* _Recorded information_

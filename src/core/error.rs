//! Error types for the logger system

pub type Result<T> = std::result::Result<T, LoggerError>;

#[derive(Debug, thiserror::Error)]
pub enum LoggerError {
    /// IO error with context
    #[error("IO error while {operation}: {message}")]
    IoOperation {
        operation: String,
        message: String,
        #[source]
        source: std::io::Error,
    },

    /// Generic IO error
    #[error("IO error: {0}")]
    IoError(#[from] std::io::Error),

    /// JSON serialization error
    #[error("JSON error: {0}")]
    JsonError(#[from] serde_json::Error),

    /// Invalid configuration with details
    #[error("Invalid configuration for {component}: {message}")]
    InvalidConfiguration { component: String, message: String },

    /// The writer factory refused to build a destination
    #[error("Failed to build writer for '{destination}': {source}")]
    WriterConstruction {
        destination: String,
        #[source]
        source: Box<LoggerError>,
    },

    /// One destination failed while the record was delivered to the others
    #[error("Write to '{destination}' failed: {source}")]
    PartialWrite {
        destination: String,
        #[source]
        source: Box<LoggerError>,
    },

    /// File rotation error
    #[error("File rotation failed for '{path}': {message}")]
    FileRotationError { path: String, message: String },

    /// Writer error (generic)
    #[error("Writer error: {0}")]
    WriterError(String),

    /// The process-wide logger was already installed
    #[error("Global logger already initialized")]
    AlreadyInitialized,

    /// Generic error
    #[error("{0}")]
    Other(String),
}

impl LoggerError {
    /// Create an IO operation error with context
    pub fn io_operation(
        operation: impl Into<String>,
        message: impl Into<String>,
        source: std::io::Error,
    ) -> Self {
        LoggerError::IoOperation {
            operation: operation.into(),
            message: message.into(),
            source,
        }
    }

    /// Create an invalid configuration error
    pub fn config(component: impl Into<String>, message: impl Into<String>) -> Self {
        LoggerError::InvalidConfiguration {
            component: component.into(),
            message: message.into(),
        }
    }

    /// Wrap a writer factory failure with the destination it was building
    pub fn writer_construction(destination: impl Into<String>, source: LoggerError) -> Self {
        LoggerError::WriterConstruction {
            destination: destination.into(),
            source: Box::new(source),
        }
    }

    /// Wrap an emit-time failure of a single destination
    pub fn partial_write(destination: impl Into<String>, source: LoggerError) -> Self {
        LoggerError::PartialWrite {
            destination: destination.into(),
            source: Box::new(source),
        }
    }

    /// Create a file rotation error
    pub fn file_rotation(path: impl Into<String>, message: impl Into<String>) -> Self {
        LoggerError::FileRotationError {
            path: path.into(),
            message: message.into(),
        }
    }

    /// Create a writer error (generic)
    pub fn writer<S: Into<String>>(msg: S) -> Self {
        LoggerError::WriterError(msg.into())
    }

    /// Create a generic error
    pub fn other<S: Into<String>>(msg: S) -> Self {
        LoggerError::Other(msg.into())
    }
}
//! Per-unit-of-work field store
//!
//! A [`FieldStore`] accumulates fields over the life of a request or job in
//! three classes:
//!
//! - **meta**: written to every record, never overridden
//! - **normal**: ambient fields, merged into `Info` records only
//! - **level**: fields scoped to a single severity
//!
//! All mutations take the store's write lock; lookups and merges take the read
//! lock, so concurrent emits from several threads of one unit-of-work proceed in
//! parallel.

use super::field::{Field, FieldValue};
use super::log_level::LogLevel;
use super::merge::merge_fields;
use super::ordered_fields::OrderedFieldSet;
use parking_lot::RwLock;
use std::collections::BTreeMap;

/// The three field classes held by a store
#[derive(Debug, Default)]
pub(crate) struct StoreFields {
    pub(crate) meta: OrderedFieldSet,
    pub(crate) normal: OrderedFieldSet,
    pub(crate) levels: BTreeMap<LogLevel, OrderedFieldSet>,
}

/// Thread-safe accumulation of log fields for one unit-of-work
///
/// # Example
///
/// ```
/// use logit::{Field, FieldStore, LogLevel};
///
/// let store = FieldStore::new();
/// store.add_meta_field("request_id", "req-42");
/// store.add_field("path", "/users");
/// store.add_level_field(LogLevel::Warn, "retry", 2);
///
/// let fields = store.merge(LogLevel::Warn, vec![Field::new("elapsed_ms", 12)]);
/// let keys: Vec<_> = fields.iter().map(|f| f.key.as_str()).collect();
/// assert_eq!(keys, ["request_id", "retry", "elapsed_ms"]);
/// ```
#[derive(Debug, Default)]
pub struct FieldStore {
    fields: RwLock<StoreFields>,
}

impl FieldStore {
    pub fn new() -> Self {
        Self::default()
    }

    /// Add or overwrite an ambient field
    pub fn add_field(&self, key: impl Into<String>, value: impl Into<FieldValue>) {
        self.fields.write().normal.set(key, value);
    }

    /// Add or overwrite several ambient fields
    pub fn add_fields(&self, fields: impl IntoIterator<Item = Field>) {
        self.fields.write().normal.extend(fields);
    }

    /// Add or overwrite a field that appears in every record
    pub fn add_meta_field(&self, key: impl Into<String>, value: impl Into<FieldValue>) {
        self.fields.write().meta.set(key, value);
    }

    pub fn add_meta_fields(&self, fields: impl IntoIterator<Item = Field>) {
        self.fields.write().meta.extend(fields);
    }

    /// Add or overwrite a field that only appears in records at `level`
    pub fn add_level_field(
        &self,
        level: LogLevel,
        key: impl Into<String>,
        value: impl Into<FieldValue>,
    ) {
        self.add_level_fields(level, [Field::new(key, value)]);
    }

    pub fn add_level_fields(&self, level: LogLevel, fields: impl IntoIterator<Item = Field>) {
        let mut guard = self.fields.write();
        guard.levels.entry(level).or_default().extend(fields);
    }

    pub fn add_debug(&self, fields: impl IntoIterator<Item = Field>) {
        self.add_level_fields(LogLevel::Debug, fields);
    }

    pub fn add_info(&self, fields: impl IntoIterator<Item = Field>) {
        self.add_level_fields(LogLevel::Info, fields);
    }

    pub fn add_warn(&self, fields: impl IntoIterator<Item = Field>) {
        self.add_level_fields(LogLevel::Warn, fields);
    }

    pub fn add_error(&self, fields: impl IntoIterator<Item = Field>) {
        self.add_level_fields(LogLevel::Error, fields);
    }

    pub fn add_fatal(&self, fields: impl IntoIterator<Item = Field>) {
        self.add_level_fields(LogLevel::Fatal, fields);
    }

    /// Remove `key` from meta, ambient and every level bucket
    pub fn remove_field(&self, key: &str) {
        let mut guard = self.fields.write();
        guard.meta.remove(key);
        guard.normal.remove(key);
        for bucket in guard.levels.values_mut() {
            bucket.remove(key);
        }
    }

    /// Drop every accumulated field
    pub fn clear(&self) {
        let mut guard = self.fields.write();
        guard.meta.clear();
        guard.normal.clear();
        guard.levels.clear();
    }

    /// Look up an ambient or level-scoped field.
    ///
    /// Ambient fields are searched first; which level bucket wins when several
    /// hold the key is unspecified.
    pub fn find_field(&self, key: &str) -> Option<Field> {
        let guard = self.fields.read();
        guard
            .normal
            .get(key)
            .or_else(|| guard.levels.values().find_map(|bucket| bucket.get(key)))
            .cloned()
    }

    /// Look up a meta field
    pub fn find_meta_field(&self, key: &str) -> Option<Field> {
        self.fields.read().meta.get(key).cloned()
    }

    /// Build the final field list for a record at `level`.
    ///
    /// Meta fields come first, then ambient fields (for `Info` only), then the
    /// fields stored for `level`, then `ad_hoc`. A key placed by an earlier
    /// step is never replaced by a later one.
    pub fn merge(&self, level: LogLevel, ad_hoc: Vec<Field>) -> Vec<Field> {
        merge_fields(&self.fields.read(), level, ad_hoc)
    }

    /// Levels with a bucket, lowest first.
    ///
    /// A bucket stays present once created, even after `remove_field` empties
    /// it; only `clear` drops buckets.
    pub fn present_levels(&self) -> Vec<LogLevel> {
        self.fields.read().levels.keys().copied().collect()
    }

    /// Total number of stored fields across all classes
    pub fn len(&self) -> usize {
        let guard = self.fields.read();
        guard.meta.len()
            + guard.normal.len()
            + guard.levels.values().map(OrderedFieldSet::len).sum::<usize>()
    }

    pub fn is_empty(&self) -> bool {
        self.len() == 0
    }
}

* _Task requirements_
Search the records for the string "IoOperation" and, wherever a line contains it, please copy that line.

* _Output below_
    IoOperation {
        LoggerError::IoOperation {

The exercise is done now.